== EXERCISE DESCRIPTION ==
Below are some entries. Output each one exactly as it appears.

== SUPPLIED DATA ==
-*-*-

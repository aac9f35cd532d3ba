//! Storyweave Core: shared document model and service abstractions.
//!
//! This crate defines the rich-text document tree, vocabulary word cards,
//! the wire types exchanged with the story backend, and the traits the
//! authoring workflow calls into. It contains no transport code.

pub mod clock;
pub mod document;
pub mod error;
pub mod services;
pub mod story;
pub mod word_card;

-*-*-

== RESULT ==
repository aac9f35cd532d3ba
//! Storyweave Core: shared document model and service abstractions.
//!
//! This crate defines the rich-text document tree, vocabulary word cards,
//! the wire types exchanged with the story backend, and the traits the
//! authoring workflow calls into. It contains no transport code.

pub mod clock;
pub mod document;
pub mod error;
pub mod services;
pub mod story;
pub mod word_card;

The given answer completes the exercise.